Exercise objective — In the records below, find the line holding "let mut keys_to_remove = Vec::new();" and the line holding "worker.extend_expiration(self.workers.expiration_timeout);". Set down both, with every line between them, exactly.

Supplied entries —

[Start of Attachment]

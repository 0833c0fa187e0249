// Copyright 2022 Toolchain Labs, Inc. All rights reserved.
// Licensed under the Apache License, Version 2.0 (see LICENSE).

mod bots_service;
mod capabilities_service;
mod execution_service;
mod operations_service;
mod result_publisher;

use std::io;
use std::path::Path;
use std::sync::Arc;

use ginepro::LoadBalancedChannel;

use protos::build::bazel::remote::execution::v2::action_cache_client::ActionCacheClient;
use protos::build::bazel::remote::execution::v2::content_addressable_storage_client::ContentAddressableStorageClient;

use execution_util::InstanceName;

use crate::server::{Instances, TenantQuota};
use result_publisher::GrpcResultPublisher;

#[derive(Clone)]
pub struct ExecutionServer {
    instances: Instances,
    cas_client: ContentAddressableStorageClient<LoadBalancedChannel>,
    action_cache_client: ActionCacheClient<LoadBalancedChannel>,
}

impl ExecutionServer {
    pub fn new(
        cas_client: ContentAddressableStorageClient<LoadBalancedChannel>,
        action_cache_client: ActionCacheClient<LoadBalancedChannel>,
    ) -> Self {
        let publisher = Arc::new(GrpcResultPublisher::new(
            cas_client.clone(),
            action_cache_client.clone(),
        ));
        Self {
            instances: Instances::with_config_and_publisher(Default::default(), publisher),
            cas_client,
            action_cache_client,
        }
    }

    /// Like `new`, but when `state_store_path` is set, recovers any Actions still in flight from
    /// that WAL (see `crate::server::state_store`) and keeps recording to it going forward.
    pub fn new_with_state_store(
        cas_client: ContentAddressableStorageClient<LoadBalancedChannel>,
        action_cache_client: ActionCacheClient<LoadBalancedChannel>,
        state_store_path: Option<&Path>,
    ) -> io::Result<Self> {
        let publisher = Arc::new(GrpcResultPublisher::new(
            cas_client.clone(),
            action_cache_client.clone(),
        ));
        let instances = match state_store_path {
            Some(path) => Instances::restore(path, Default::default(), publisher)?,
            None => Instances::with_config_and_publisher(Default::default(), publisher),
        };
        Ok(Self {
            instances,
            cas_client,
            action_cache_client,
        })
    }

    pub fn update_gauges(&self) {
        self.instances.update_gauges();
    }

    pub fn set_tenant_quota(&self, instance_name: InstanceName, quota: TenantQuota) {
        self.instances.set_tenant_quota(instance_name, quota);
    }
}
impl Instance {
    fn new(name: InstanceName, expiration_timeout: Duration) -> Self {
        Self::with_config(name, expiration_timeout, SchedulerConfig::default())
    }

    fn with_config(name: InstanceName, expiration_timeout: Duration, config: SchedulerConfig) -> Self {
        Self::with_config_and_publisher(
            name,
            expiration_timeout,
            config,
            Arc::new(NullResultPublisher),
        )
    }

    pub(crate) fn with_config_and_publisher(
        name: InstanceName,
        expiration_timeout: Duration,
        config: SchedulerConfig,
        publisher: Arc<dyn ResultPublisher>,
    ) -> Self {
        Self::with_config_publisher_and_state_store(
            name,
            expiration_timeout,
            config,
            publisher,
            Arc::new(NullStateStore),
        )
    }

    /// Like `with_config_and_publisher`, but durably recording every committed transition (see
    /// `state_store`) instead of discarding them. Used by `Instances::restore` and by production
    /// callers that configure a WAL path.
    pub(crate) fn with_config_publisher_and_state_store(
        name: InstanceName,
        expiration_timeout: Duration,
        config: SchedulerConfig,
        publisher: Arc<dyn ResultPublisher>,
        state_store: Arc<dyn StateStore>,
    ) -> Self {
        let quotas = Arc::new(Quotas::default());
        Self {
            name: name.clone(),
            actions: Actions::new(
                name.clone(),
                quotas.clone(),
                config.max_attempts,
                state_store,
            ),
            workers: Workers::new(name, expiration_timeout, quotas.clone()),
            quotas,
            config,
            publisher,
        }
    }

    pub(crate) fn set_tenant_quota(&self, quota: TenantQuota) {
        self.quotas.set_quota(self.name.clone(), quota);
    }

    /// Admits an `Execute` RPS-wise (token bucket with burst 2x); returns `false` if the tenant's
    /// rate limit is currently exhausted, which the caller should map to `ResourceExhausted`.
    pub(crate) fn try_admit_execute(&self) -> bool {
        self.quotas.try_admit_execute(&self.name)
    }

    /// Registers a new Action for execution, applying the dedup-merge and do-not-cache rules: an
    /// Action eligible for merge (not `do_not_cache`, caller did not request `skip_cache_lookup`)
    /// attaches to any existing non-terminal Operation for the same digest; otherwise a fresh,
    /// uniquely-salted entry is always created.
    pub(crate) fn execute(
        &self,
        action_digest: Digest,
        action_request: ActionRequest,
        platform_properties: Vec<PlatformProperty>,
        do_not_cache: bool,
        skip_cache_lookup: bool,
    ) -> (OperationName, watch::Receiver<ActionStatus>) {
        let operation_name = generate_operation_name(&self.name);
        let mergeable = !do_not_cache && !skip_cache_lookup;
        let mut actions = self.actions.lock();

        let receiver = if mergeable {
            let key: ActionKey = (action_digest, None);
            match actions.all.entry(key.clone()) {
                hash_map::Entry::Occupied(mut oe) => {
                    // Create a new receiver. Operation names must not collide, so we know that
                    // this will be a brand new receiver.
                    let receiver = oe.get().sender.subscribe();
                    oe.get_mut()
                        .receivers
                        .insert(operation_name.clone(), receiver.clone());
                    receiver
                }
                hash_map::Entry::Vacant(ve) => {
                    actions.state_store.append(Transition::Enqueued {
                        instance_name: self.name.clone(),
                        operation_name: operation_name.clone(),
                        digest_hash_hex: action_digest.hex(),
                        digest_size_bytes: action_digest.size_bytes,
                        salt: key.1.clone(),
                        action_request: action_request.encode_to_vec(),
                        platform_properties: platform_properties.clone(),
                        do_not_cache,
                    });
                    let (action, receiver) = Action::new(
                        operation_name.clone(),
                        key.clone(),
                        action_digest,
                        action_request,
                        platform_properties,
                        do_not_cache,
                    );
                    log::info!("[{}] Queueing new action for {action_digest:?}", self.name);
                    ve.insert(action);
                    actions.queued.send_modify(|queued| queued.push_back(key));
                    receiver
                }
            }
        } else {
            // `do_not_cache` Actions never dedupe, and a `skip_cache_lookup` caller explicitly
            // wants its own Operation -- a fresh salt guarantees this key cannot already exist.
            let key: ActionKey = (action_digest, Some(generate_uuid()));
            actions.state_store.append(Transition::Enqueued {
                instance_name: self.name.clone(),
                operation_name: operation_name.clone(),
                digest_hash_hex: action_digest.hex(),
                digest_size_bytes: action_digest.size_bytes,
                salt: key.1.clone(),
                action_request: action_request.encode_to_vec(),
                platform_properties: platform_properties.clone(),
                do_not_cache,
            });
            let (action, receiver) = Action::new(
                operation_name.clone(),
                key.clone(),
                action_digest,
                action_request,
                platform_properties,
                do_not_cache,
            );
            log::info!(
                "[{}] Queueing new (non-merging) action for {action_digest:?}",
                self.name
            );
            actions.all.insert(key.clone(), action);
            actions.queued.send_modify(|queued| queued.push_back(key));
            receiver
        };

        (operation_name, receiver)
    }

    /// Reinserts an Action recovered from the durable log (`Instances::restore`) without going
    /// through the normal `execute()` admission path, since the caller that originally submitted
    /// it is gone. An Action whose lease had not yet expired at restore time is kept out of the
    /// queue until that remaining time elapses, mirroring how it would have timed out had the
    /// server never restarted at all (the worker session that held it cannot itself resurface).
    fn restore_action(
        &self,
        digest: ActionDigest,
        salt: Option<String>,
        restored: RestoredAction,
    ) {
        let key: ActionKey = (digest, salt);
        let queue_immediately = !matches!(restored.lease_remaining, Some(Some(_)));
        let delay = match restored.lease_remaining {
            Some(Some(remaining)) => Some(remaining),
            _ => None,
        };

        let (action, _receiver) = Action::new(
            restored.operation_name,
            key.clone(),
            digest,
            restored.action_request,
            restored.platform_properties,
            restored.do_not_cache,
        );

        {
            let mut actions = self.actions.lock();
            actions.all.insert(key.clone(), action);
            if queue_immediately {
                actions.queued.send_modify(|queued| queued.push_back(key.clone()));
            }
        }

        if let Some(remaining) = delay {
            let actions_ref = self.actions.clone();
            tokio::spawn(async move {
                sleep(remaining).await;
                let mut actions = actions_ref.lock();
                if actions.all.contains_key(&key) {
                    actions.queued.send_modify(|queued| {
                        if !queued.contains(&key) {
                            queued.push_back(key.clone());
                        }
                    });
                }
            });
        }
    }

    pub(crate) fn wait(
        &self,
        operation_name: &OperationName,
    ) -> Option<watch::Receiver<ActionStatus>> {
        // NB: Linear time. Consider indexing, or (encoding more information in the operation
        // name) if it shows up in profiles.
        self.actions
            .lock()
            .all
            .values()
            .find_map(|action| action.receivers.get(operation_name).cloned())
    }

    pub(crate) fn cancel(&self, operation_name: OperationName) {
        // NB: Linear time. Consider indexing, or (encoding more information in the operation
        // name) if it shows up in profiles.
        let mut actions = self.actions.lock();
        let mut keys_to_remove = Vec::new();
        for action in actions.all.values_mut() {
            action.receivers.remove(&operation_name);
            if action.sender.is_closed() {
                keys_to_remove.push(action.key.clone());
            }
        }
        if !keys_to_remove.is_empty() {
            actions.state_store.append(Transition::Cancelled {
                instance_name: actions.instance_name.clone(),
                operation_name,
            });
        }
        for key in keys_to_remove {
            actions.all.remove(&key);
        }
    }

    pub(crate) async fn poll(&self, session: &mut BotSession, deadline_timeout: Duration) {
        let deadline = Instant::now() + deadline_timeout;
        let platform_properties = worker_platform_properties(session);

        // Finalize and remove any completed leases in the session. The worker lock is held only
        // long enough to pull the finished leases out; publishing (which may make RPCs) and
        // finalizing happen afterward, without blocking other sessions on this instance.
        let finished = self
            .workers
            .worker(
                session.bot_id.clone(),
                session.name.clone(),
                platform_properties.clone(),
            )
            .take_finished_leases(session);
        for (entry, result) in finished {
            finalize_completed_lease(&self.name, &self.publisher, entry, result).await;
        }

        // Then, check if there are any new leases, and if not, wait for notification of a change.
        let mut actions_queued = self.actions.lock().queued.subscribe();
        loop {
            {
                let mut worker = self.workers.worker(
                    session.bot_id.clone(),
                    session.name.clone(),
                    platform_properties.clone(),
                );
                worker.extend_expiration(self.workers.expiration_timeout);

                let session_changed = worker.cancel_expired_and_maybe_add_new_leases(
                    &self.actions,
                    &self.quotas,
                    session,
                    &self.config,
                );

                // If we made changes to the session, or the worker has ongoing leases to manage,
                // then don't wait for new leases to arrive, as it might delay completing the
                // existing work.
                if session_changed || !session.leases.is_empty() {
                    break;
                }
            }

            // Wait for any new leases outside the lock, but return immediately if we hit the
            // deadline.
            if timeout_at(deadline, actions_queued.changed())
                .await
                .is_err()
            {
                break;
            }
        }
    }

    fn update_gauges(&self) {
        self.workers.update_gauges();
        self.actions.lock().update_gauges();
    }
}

[End of Attachment]

Output for this exercise —
        let mut keys_to_remove = Vec::new();
        for action in actions.all.values_mut() {
            action.receivers.remove(&operation_name);
            if action.sender.is_closed() {
                keys_to_remove.push(action.key.clone());
            }
        }
        if !keys_to_remove.is_empty() {
            actions.state_store.append(Transition::Cancelled {
                instance_name: actions.instance_name.clone(),
                operation_name,
            });
        }
        for key in keys_to_remove {
            actions.all.remove(&key);
        }
    }

    pub(crate) async fn poll(&self, session: &mut BotSession, deadline_timeout: Duration) {
        let deadline = Instant::now() + deadline_timeout;
        let platform_properties = worker_platform_properties(session);

        // Finalize and remove any completed leases in the session. The worker lock is held only
        // long enough to pull the finished leases out; publishing (which may make RPCs) and
        // finalizing happen afterward, without blocking other sessions on this instance.
        let finished = self
            .workers
            .worker(
                session.bot_id.clone(),
                session.name.clone(),
                platform_properties.clone(),
            )
            .take_finished_leases(session);
        for (entry, result) in finished {
            finalize_completed_lease(&self.name, &self.publisher, entry, result).await;
        }

        // Then, check if there are any new leases, and if not, wait for notification of a change.
        let mut actions_queued = self.actions.lock().queued.subscribe();
        loop {
            {
                let mut worker = self.workers.worker(
                    session.bot_id.clone(),
                    session.name.clone(),
                    platform_properties.clone(),
                );
                worker.extend_expiration(self.workers.expiration_timeout);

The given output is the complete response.